### Your instructions
Reproduce the records below in their entirety, exactly as shown.

[Dataset entries]
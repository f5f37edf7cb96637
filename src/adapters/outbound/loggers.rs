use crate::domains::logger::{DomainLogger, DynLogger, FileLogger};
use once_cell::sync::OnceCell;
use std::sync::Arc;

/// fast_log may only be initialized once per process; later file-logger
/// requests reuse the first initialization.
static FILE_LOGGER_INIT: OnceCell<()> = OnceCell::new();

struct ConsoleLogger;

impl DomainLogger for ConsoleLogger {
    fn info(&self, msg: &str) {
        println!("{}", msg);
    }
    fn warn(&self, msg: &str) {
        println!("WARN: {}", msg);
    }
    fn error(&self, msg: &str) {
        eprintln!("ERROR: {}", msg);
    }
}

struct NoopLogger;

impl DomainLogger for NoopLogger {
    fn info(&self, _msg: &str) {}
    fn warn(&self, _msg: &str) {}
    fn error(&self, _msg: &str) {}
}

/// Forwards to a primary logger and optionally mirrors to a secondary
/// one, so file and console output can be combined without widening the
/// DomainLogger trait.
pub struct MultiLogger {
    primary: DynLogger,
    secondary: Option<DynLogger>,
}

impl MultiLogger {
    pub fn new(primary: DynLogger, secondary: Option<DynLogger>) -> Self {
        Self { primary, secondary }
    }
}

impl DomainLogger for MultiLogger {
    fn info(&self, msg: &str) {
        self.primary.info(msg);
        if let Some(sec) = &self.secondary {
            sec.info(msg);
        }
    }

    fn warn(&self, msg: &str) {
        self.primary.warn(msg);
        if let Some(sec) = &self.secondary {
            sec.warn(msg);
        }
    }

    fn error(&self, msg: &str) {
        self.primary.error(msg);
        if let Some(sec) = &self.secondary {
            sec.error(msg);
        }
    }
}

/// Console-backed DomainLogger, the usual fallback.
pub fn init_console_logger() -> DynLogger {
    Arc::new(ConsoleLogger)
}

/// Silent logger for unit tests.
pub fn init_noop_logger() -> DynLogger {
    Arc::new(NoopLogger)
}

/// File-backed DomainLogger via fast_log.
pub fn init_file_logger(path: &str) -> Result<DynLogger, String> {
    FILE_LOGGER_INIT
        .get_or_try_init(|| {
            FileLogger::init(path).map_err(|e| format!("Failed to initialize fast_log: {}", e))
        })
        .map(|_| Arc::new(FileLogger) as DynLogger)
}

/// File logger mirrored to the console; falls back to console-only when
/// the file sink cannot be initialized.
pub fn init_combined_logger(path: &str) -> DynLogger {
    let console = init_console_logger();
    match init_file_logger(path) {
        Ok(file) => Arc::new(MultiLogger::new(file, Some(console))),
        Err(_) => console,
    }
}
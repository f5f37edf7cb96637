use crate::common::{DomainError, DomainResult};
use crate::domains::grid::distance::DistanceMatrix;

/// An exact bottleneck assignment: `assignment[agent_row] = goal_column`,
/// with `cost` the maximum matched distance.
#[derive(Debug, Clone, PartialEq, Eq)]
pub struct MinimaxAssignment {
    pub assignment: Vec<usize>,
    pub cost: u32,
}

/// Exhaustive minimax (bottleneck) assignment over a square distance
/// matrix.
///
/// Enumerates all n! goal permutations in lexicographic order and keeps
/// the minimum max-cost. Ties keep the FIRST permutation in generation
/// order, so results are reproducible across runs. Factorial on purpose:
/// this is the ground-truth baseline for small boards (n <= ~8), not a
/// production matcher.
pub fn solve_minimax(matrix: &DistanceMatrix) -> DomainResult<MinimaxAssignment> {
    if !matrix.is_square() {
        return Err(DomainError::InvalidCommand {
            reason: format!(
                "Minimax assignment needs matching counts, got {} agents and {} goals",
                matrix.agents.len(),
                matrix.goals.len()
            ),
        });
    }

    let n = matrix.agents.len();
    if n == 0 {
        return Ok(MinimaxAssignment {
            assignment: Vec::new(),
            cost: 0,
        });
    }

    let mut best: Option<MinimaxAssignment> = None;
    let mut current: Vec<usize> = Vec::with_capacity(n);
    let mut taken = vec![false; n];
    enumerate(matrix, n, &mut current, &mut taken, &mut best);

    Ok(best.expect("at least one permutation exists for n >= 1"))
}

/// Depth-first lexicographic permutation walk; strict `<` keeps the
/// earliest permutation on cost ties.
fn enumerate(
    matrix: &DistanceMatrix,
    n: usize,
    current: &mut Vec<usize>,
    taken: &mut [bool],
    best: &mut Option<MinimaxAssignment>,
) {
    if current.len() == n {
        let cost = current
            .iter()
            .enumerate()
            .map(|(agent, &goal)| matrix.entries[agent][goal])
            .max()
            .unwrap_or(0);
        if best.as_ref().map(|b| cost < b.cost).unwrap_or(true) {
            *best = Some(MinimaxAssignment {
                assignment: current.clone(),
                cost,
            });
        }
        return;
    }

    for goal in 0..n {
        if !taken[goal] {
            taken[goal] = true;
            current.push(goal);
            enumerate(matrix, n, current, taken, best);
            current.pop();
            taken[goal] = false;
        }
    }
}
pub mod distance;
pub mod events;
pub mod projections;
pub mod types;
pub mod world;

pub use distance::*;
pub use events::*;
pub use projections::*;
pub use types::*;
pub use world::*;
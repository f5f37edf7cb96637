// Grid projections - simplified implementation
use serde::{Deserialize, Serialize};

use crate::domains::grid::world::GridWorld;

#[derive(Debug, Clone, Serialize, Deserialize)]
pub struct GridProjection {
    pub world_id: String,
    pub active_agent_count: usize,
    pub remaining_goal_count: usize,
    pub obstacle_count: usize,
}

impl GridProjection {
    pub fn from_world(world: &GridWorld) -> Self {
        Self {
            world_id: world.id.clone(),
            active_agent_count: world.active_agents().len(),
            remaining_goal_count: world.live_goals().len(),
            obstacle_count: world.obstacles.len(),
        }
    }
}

### Problem solution
repository f5f37edf7cb96637
filename src/adapters/outbound/loggers.rs
use crate::domains::logger::{DomainLogger, DynLogger, FileLogger};
use once_cell::sync::OnceCell;
use std::sync::Arc;

/// fast_log may only be initialized once per process; later file-logger
/// requests reuse the first initialization.
static FILE_LOGGER_INIT: OnceCell<()> = OnceCell::new();

struct ConsoleLogger;

impl DomainLogger for ConsoleLogger {
    fn info(&self, msg: &str) {
        println!("{}", msg);
    }
    fn warn(&self, msg: &str) {
        println!("WARN: {}", msg);
    }
    fn error(&self, msg: &str) {
        eprintln!("ERROR: {}", msg);
    }
}

struct NoopLogger;

impl DomainLogger for NoopLogger {
    fn info(&self, _msg: &str) {}
    fn warn(&self, _msg: &str) {}
    fn error(&self, _msg: &str) {}
}

/// Forwards to a primary logger and optionally mirrors to a secondary
/// one, so file and console output can be combined without widening the
/// DomainLogger trait.
pub struct MultiLogger {
    primary: DynLogger,
    secondary: Option<DynLogger>,
}

impl MultiLogger {
    pub fn new(primary: DynLogger, secondary: Option<DynLogger>) -> Self {
        Self { primary, secondary }
    }
}

impl DomainLogger for MultiLogger {
    fn info(&self, msg: &str) {
        self.primary.info(msg);
        if let Some(sec) = &self.secondary {
            sec.info(msg);
        }
    }

    fn warn(&self, msg: &str) {
        self.primary.warn(msg);
        if let Some(sec) = &self.secondary {
            sec.warn(msg);
        }
    }

    fn error(&self, msg: &str) {
        self.primary.error(msg);
        if let Some(sec) = &self.secondary {
            sec.error(msg);
        }
    }
}

/// Console-backed DomainLogger, the usual fallback.
pub fn init_console_logger() -> DynLogger {
    Arc::new(ConsoleLogger)
}

/// Silent logger for unit tests.
pub fn init_noop_logger() -> DynLogger {
    Arc::new(NoopLogger)
}

/// File-backed DomainLogger via fast_log.
pub fn init_file_logger(path: &str) -> Result<DynLogger, String> {
    FILE_LOGGER_INIT
        .get_or_try_init(|| {
            FileLogger::init(path).map_err(|e| format!("Failed to initialize fast_log: {}", e))
        })
        .map(|_| Arc::new(FileLogger) as DynLogger)
}

/// File logger mirrored to the console; falls back to console-only when
/// the file sink cannot be initialized.
pub fn init_combined_logger(path: &str) -> DynLogger {
    let console = init_console_logger();
    match init_file_logger(path) {
        Ok(file) => Arc::new(MultiLogger::new(file, Some(console))),
        Err(_) => console,
    }
}
repository f5f37edf7cb96637
use crate::common::{DomainError, DomainResult};
use crate::domains::grid::distance::DistanceMatrix;

/// An exact bottleneck assignment: `assignment[agent_row] = goal_column`,
/// with `cost` the maximum matched distance.
#[derive(Debug, Clone, PartialEq, Eq)]
pub struct MinimaxAssignment {
    pub assignment: Vec<usize>,
    pub cost: u32,
}

/// Exhaustive minimax (bottleneck) assignment over a square distance
/// matrix.
///
/// Enumerates all n! goal permutations in lexicographic order and keeps
/// the minimum max-cost. Ties keep the FIRST permutation in generation
/// order, so results are reproducible across runs. Factorial on purpose:
/// this is the ground-truth baseline for small boards (n <= ~8), not a
/// production matcher.
pub fn solve_minimax(matrix: &DistanceMatrix) -> DomainResult<MinimaxAssignment> {
    if !matrix.is_square() {
        return Err(DomainError::InvalidCommand {
            reason: format!(
                "Minimax assignment needs matching counts, got {} agents and {} goals",
                matrix.agents.len(),
                matrix.goals.len()
            ),
        });
    }

    let n = matrix.agents.len();
    if n == 0 {
        return Ok(MinimaxAssignment {
            assignment: Vec::new(),
            cost: 0,
        });
    }

    let mut best: Option<MinimaxAssignment> = None;
    let mut current: Vec<usize> = Vec::with_capacity(n);
    let mut taken = vec![false; n];
    enumerate(matrix, n, &mut current, &mut taken, &mut best);

    Ok(best.expect("at least one permutation exists for n >= 1"))
}

/// Depth-first lexicographic permutation walk; strict `<` keeps the
/// earliest permutation on cost ties.
fn enumerate(
    matrix: &DistanceMatrix,
    n: usize,
    current: &mut Vec<usize>,
    taken: &mut [bool],
    best: &mut Option<MinimaxAssignment>,
) {
    if current.len() == n {
        let cost = current
            .iter()
            .enumerate()
            .map(|(agent, &goal)| matrix.entries[agent][goal])
            .max()
            .unwrap_or(0);
        if best.as_ref().map(|b| cost < b.cost).unwrap_or(true) {
            *best = Some(MinimaxAssignment {
                assignment: current.clone(),
                cost,
            });
        }
        return;
    }

    for goal in 0..n {
        if !taken[goal] {
            taken[goal] = true;
            current.push(goal);
            enumerate(matrix, n, current, taken, best);
            current.pop();
            taken[goal] = false;
        }
    }
}
pub mod distance;
pub mod events;
pub mod projections;
pub mod types;
pub mod world;

pub use distance::*;
pub use events::*;
pub use projections::*;
pub use types::*;
pub use world::*;
repository f5f37edf7cb96637
// Grid projections - simplified implementation
use serde::{Deserialize, Serialize};

use crate::domains::grid::world::GridWorld;

#[derive(Debug, Clone, Serialize, Deserialize)]
pub struct GridProjection {
    pub world_id: String,
    pub active_agent_count: usize,
    pub remaining_goal_count: usize,
    pub obstacle_count: usize,
}

impl GridProjection {
    pub fn from_world(world: &GridWorld) -> Self {
        Self {
            world_id: world.id.clone(),
            active_agent_count: world.active_agents().len(),
            remaining_goal_count: world.live_goals().len(),
            obstacle_count: world.obstacles.len(),
        }
    }
}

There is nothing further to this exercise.